Wednesday, October 6, 2010

Making a difference within 100 miles

Author Alisa Smith to talk on her experiment to eat locally


By SABINA DANA PLASSE
Express Staff Writer

“Plenty: Eating Locally On the 100 Mile Diet” by Alisa Smith and J.B. Mackinnon. Published by Three Rivers Press. 264 pp.

When author Alisa Smith saw a New Zealand sticker on her apple, she began to think about how far food traveled to her. She wondered why she was not eating an apple from Washington state, much closer to her Vancouver home.

"When I started out with my experiment, I had more environmental reasons in mind," Smith said. "When I started doing it, I got more interested in farmers and how important they are."

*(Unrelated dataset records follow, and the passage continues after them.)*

//! Clock-face geometry
//!
//! The face maps one hour (3600 s) to a full turn, 0 s at 12 o'clock, the hand
//! sweeping clockwise. All coordinates are in the view's local space with y
//! growing downwards; the face is the circle inscribed in the centered square
//! of the view.

use crate::constants::{SECONDS_PER_HALF_TURN, SECONDS_PER_TURN, WRAP_MARGIN};
use std::f64::consts::{FRAC_PI_2, PI};

/// Size of the view's bounding box
#[derive(Debug, Clone, Copy, PartialEq)]
pub struct ViewSize {
    pub width: f64,
    pub height: f64,
}

impl ViewSize {
    pub fn new(width: f64, height: f64) -> Self {
        Self { width, height }
    }

    /// Shorter side; the face is inscribed in a square of this size
    pub fn side(&self) -> f64 {
        self.width.min(self.height)
    }

    pub fn radius(&self) -> f64 {
        self.side() / 2.0
    }

    pub fn center(&self) -> (f64, f64) {
        (self.width / 2.0, self.height / 2.0)
    }
}

/// Whether a point lies on the clock face
pub fn is_in_clock(size: ViewSize, x: f64, y: f64) -> bool {
    let (cx, cy) = size.center();
    (x - cx).hypot(y - cy) <= size.radius()
}

/// Angle of the pointer offset `(dx, dy)` from the center, in [-π, π].
/// -π/π is 12 o'clock, -π/2 is 3 o'clock, 0 is 6 o'clock.
pub fn pointer_angle(dx: f64, dy: f64) -> f64 {
    (-dx).atan2(dy)
}

/// Convert a pointer angle to seconds in [0, 3600]
pub fn angle_to_seconds(angle: f64) -> i64 {
    ((angle + PI) / PI * SECONDS_PER_HALF_TURN as f64).round() as i64
}

/// Hand angle for `seconds`, measured clockwise from 12 o'clock
pub fn seconds_to_angle(seconds: i64) -> f64 {
    seconds as f64 * PI / SECONDS_PER_HALF_TURN as f64
}

/// Hand angle for `seconds` in screen convention (clockwise from 3 o'clock),
/// which is what Cairo's `arc` expects
pub fn seconds_to_screen_angle(seconds: i64) -> f64 {
    seconds_to_angle(seconds) - FRAC_PI_2
}

/// Seconds the face shows under the point `(x, y)`
pub fn seconds_at_point(size: ViewSize, x: f64, y: f64) -> i64 {
    let (cx, cy) = size.center();
    angle_to_seconds(pointer_angle(x - cx, y - cy))
}

/// Point at `distance` from the center in the direction of the hand for
/// `seconds`
pub fn point_for_seconds(size: ViewSize, seconds: i64, distance: f64) -> (f64, f64) {
    let (cx, cy) = size.center();
    let angle = seconds_to_angle(seconds);
    (cx + distance * angle.sin(), cy - distance * angle.cos())
}

/// Undo the jump a drag makes when it crosses 12 o'clock.
///
/// Coming from just below the top of the range onto a small value clamps to
/// a full turn; coming from a small value onto the top of the range clamps to
/// zero. Anything else is taken as is.
pub fn correct_wrap(previous: i64, candidate: i64) -> i64 {
    let top = SECONDS_PER_TURN - WRAP_MARGIN;
    if previous > top && candidate < WRAP_MARGIN {
        SECONDS_PER_TURN
    } else if previous < WRAP_MARGIN && candidate > top {
        0
    } else {
        candidate
    }
}

/// Sweep of the remaining-time wedge in degrees
pub fn wedge_degrees(seconds: i64) -> f64 {
    seconds as f64 * 180.0 / SECONDS_PER_HALF_TURN as f64
}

Smith will present her book "Plenty: Eating Locally On The 100 Mile Diet," co-authored by her partner, J. B. Mackinnon, on Friday, Oct. 8, at the nexStage Theatre in Ketchum for the Opening Performance of Sheep Tales Gathering for the 14th annual Trailing of the Sheep Festival. The talk is $15 and will take place at 7:30 p.m. Tickets will be available at the door.

It was Mackinnon's idea that the two embark on a year of eating foods originating from a 100-mile radius from where the couple lived.

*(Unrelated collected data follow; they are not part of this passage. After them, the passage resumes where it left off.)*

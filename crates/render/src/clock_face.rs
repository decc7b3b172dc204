//! Countdown clock face rendering
//!
//! Renders the remaining time as a wedge swept clockwise from 12 o'clock over
//! a face with 60 minute ticks, 12 heavier five-minute ticks and minute
//! labels. One full turn is one hour.

use cairo::Context;
use minimal_timer_core::constants::{MAJOR_TICK_EVERY, MINOR_TICK_COUNT};
use minimal_timer_core::geometry::{self, ViewSize};
use minimal_timer_types::{Color, Time};
use serde::{Deserialize, Serialize};
use std::f64::consts::PI;

use crate::pango_text::show_text_centered;

/// Clock face configuration. Radii and sizes are fractions of the face radius.
#[derive(Debug, Clone, Serialize, Deserialize, PartialEq)]
pub struct ClockFaceConfig {
    // Face
    #[serde(default = "default_face_color")]
    pub face_color: Color,
    #[serde(default = "default_border_color")]
    pub border_color: Color,
    #[serde(default = "default_border_width")]
    pub border_width: f64,

    // Remaining-time wedge
    #[serde(default = "default_pie_color")]
    pub pie_color: Color,
    #[serde(default = "default_tick_outer")]
    pub pie_radius: f64,

    // Ticks
    #[serde(default = "default_true")]
    pub show_ticks: bool,
    #[serde(default = "default_tick_color")]
    pub tick_color: Color,
    #[serde(default = "default_tick_outer")]
    pub tick_outer: f64,
    #[serde(default = "default_minor_tick_inner")]
    pub minor_tick_inner: f64,
    #[serde(default = "default_major_tick_inner")]
    pub major_tick_inner: f64,
    #[serde(default = "default_minor_tick_width")]
    pub minor_tick_width: f64,
    #[serde(default = "default_major_tick_width")]
    pub major_tick_width: f64,

    // Minute labels
    #[serde(default = "default_true")]
    pub show_labels: bool,
    #[serde(default = "default_label_color")]
    pub label_color: Color,
    #[serde(default = "default_font")]
    pub label_font: String,
    #[serde(default = "default_label_size")]
    pub label_size: f64,
    #[serde(default = "default_label_radius")]
    pub label_radius: f64,

    // Center hub
    #[serde(default = "default_true")]
    pub show_hub: bool,
    #[serde(default = "default_hub_color")]
    pub hub_color: Color,
    #[serde(default = "default_hub_size")]
    pub hub_size: f64,

    // Remaining time as text
    #[serde(default)]
    pub show_remaining_text: bool,
    #[serde(default = "default_label_color")]
    pub text_color: Color,
    #[serde(default = "default_text_size")]
    pub text_size: f64,
}

fn default_true() -> bool {
    true
}

fn default_face_color() -> Color {
    Color::new(0.96, 0.96, 0.94, 1.0)
}

fn default_border_color() -> Color {
    Color::new(0.35, 0.35, 0.35, 1.0)
}

fn default_border_width() -> f64 {
    2.0
}

fn default_pie_color() -> Color {
    Color::new(0.86, 0.18, 0.16, 1.0)
}

fn default_tick_color() -> Color {
    Color::new(0.15, 0.15, 0.15, 1.0)
}

fn default_tick_outer() -> f64 {
    0.78
}

fn default_minor_tick_inner() -> f64 {
    0.73
}

fn default_major_tick_inner() -> f64 {
    0.66
}

fn default_minor_tick_width() -> f64 {
    1.0
}

fn default_major_tick_width() -> f64 {
    3.0
}

fn default_label_color() -> Color {
    Color::new(0.15, 0.15, 0.15, 1.0)
}

fn default_font() -> String {
    "Sans".to_string()
}

fn default_label_size() -> f64 {
    0.11
}

fn default_label_radius() -> f64 {
    0.9
}

fn default_hub_color() -> Color {
    Color::new(0.2, 0.2, 0.2, 1.0)
}

fn default_hub_size() -> f64 {
    0.04
}

fn default_text_size() -> f64 {
    0.14
}

impl Default for ClockFaceConfig {
    fn default() -> Self {
        Self {
            face_color: default_face_color(),
            border_color: default_border_color(),
            border_width: default_border_width(),
            pie_color: default_pie_color(),
            pie_radius: default_tick_outer(),
            show_ticks: true,
            tick_color: default_tick_color(),
            tick_outer: default_tick_outer(),
            minor_tick_inner: default_minor_tick_inner(),
            major_tick_inner: default_major_tick_inner(),
            minor_tick_width: default_minor_tick_width(),
            major_tick_width: default_major_tick_width(),
            show_labels: true,
            label_color: default_label_color(),
            label_font: default_font(),
            label_size: default_label_size(),
            label_radius: default_label_radius(),
            show_hub: true,
            hub_color: default_hub_color(),
            hub_size: default_hub_size(),
            show_remaining_text: false,
            text_color: default_label_color(),
            text_size: default_text_size(),
        }
    }
}

/// One tick mark on the face
#[derive(Debug, Clone, Copy, PartialEq)]
pub struct TickMark {
    /// Minute position, 0..60
    pub minute: u32,
    /// Five-minute tick, drawn heavier and labelled
    pub major: bool,
}

impl TickMark {
    pub fn seconds(&self) -> i64 {
        self.minute as i64 * 60
    }

    pub fn label(&self) -> Option<String> {
        self.major.then(|| self.minute.to_string())
    }
}

/// The 60 minute ticks
pub fn minor_ticks() -> impl Iterator<Item = TickMark> {
    (0..MINOR_TICK_COUNT).map(|minute| TickMark {
        minute,
        major: false,
    })
}

/// The 12 five-minute ticks
pub fn major_ticks() -> impl Iterator<Item = TickMark> {
    (0..MINOR_TICK_COUNT)
        .step_by(MAJOR_TICK_EVERY as usize)
        .map(|minute| TickMark {
            minute,
            major: true,
        })
}

/// Start and end angle (Cairo convention) of the remaining-time wedge.
/// Anything past a full turn is drawn as a full disc.
pub fn wedge_angles(remaining: Time) -> (f64, f64) {
    let start = geometry::seconds_to_screen_angle(0);
    let sweep = geometry::wedge_degrees(remaining.seconds())
        .to_radians()
        .clamp(0.0, 2.0 * PI);
    (start, start + sweep)
}

/// Render the clock face for `remaining` into a `width` x `height` area
pub fn render_clock_face(
    cr: &Context,
    config: &ClockFaceConfig,
    remaining: Time,
    width: f64,
    height: f64,
) -> Result<(), cairo::Error> {
    let size = ViewSize::new(width, height);
    let radius = size.radius();
    if radius <= 0.0 {
        log::trace!("Clock face area {}x{} too small to draw", width, height);
        return Ok(());
    }
    let (cx, cy) = size.center();

    draw_face(cr, config, cx, cy, radius)?;
    draw_wedge(cr, config, remaining, cx, cy, radius)?;
    if config.show_ticks {
        draw_ticks(cr, config, size)?;
    }
    if config.show_labels {
        draw_labels(cr, config, size)?;
    }
    if config.show_hub {
        cr.save()?;
        config.hub_color.apply_to_cairo(cr);
        cr.arc(cx, cy, radius * config.hub_size, 0.0, 2.0 * PI);
        cr.fill()?;
        cr.restore()?;
    }
    if config.show_remaining_text {
        cr.save()?;
        config.text_color.apply_to_cairo(cr);
        show_text_centered(
            cr,
            &remaining.to_string(),
            &config.label_font,
            true,
            radius * config.text_size,
            cx,
            cy + radius * 0.35,
        );
        cr.restore()?;
    }

    Ok(())
}

fn draw_face(
    cr: &Context,
    config: &ClockFaceConfig,
    cx: f64,
    cy: f64,
    radius: f64,
) -> Result<(), cairo::Error> {
    cr.save()?;
    config.face_color.apply_to_cairo(cr);
    cr.arc(cx, cy, radius, 0.0, 2.0 * PI);
    cr.fill()?;

    if config.border_width > 0.0 {
        config.border_color.apply_to_cairo(cr);
        cr.set_line_width(config.border_width);
        cr.arc(cx, cy, radius - config.border_width / 2.0, 0.0, 2.0 * PI);
        cr.stroke()?;
    }
    cr.restore()
}

fn draw_wedge(
    cr: &Context,
    config: &ClockFaceConfig,
    remaining: Time,
    cx: f64,
    cy: f64,
    radius: f64,
) -> Result<(), cairo::Error> {
    if remaining.seconds() <= 0 {
        return Ok(());
    }

    let (start, end) = wedge_angles(remaining);
    cr.save()?;
    config.pie_color.apply_to_cairo(cr);
    cr.move_to(cx, cy);
    cr.arc(cx, cy, radius * config.pie_radius, start, end);
    cr.close_path();
    cr.fill()?;
    cr.restore()
}

fn draw_ticks(cr: &Context, config: &ClockFaceConfig, size: ViewSize) -> Result<(), cairo::Error> {
    let radius = size.radius();
    cr.save()?;
    config.tick_color.apply_to_cairo(cr);
    cr.set_line_cap(cairo::LineCap::Butt);

    // Major ticks go on top of the minor ones at the same positions
    for tick in minor_ticks().chain(major_ticks()) {
        let (inner, width) = if tick.major {
            (config.major_tick_inner, config.major_tick_width)
        } else {
            (config.minor_tick_inner, config.minor_tick_width)
        };
        let (x0, y0) = geometry::point_for_seconds(size, tick.seconds(), radius * inner);
        let (x1, y1) = geometry::point_for_seconds(size, tick.seconds(), radius * config.tick_outer);

        cr.set_line_width(width);
        cr.move_to(x0, y0);
        cr.line_to(x1, y1);
        cr.stroke()?;
    }
    cr.restore()
}

fn draw_labels(cr: &Context, config: &ClockFaceConfig, size: ViewSize) -> Result<(), cairo::Error> {
    let radius = size.radius();
    let font_size = radius * config.label_size;
    if font_size < 1.0 {
        return Ok(());
    }

    cr.save()?;
    config.label_color.apply_to_cairo(cr);
    for tick in major_ticks() {
        let Some(label) = tick.label() else {
            continue;
        };
        let (x, y) = geometry::point_for_seconds(size, tick.seconds(), radius * config.label_radius);
        show_text_centered(cr, &label, &config.label_font, false, font_size, x, y);
    }
    cr.restore()
}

"It was amazing to me how little help there is for small-scale farmers," Smith said. "They are the ones who will save us as oil becomes too expensive."

Smith said she also discovered how food is a healthy addition to our social lives.

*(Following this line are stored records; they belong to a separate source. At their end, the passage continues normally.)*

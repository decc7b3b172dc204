//! Alert sound configuration

use serde::{Deserialize, Serialize};

/// Configuration for the sound played when the countdown runs out
#[derive(Clone, Debug, PartialEq, Serialize, Deserialize)]
pub struct AlertSoundConfig {
    /// Whether sound is enabled
    #[serde(default = "default_true")]
    pub enabled: bool,

    /// Custom sound file path (None = use system alert)
    #[serde(default)]
    pub custom_sound_path: Option<String>,

    /// Whether to loop the sound until the alert is dismissed
    #[serde(default = "default_true")]
    pub loop_sound: bool,

    /// Volume level (0.0 to 1.0)
    #[serde(default = "default_volume")]
    pub volume: f32,
}

fn default_true() -> bool {
    true
}

fn default_volume() -> f32 {
    0.8
}

impl Default for AlertSoundConfig {
    fn default() -> Self {
        Self {
            enabled: true,
            custom_sound_path: None,
            loop_sound: true,
            volume: default_volume(),
        }
    }
}

impl AlertSoundConfig {
    /// A configuration with sound switched off
    pub fn muted() -> Self {
        Self {
            enabled: false,
            ..Self::default()
        }
    }
}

"It's not a chore but a treasure," she said. "It can be fun getting together to create food."

Smith comes to Ketchum on the heels of a summer in Spain where she was doing research for a new book on an anti-logging protest.

"Any time you go to a new place, you start from square one to get to know it," she said. "Concentrating on eating locally is a real fun way to get to know the culture. We went to the farmers' markets and the fishermen for food."

Smith said Europe appears to be very traditional about its food, but is just as affected by a global marketplace, much like the U.S.

"Their food traditions have been fragmented," she said. "I met a woman in Spain who said she can't buy beans locally for her bean dish and that the beans are all from Bolivia."

Smith also said Japanese buyers are waiting on the docks in Spain to buy tuna off the boats to distribute all over the world, leaving little for the locals to sell.

Smith will talk about her experiment and the funny stories that emerged from trying to stick to the one-year plan, and how eating locally is being taken more seriously.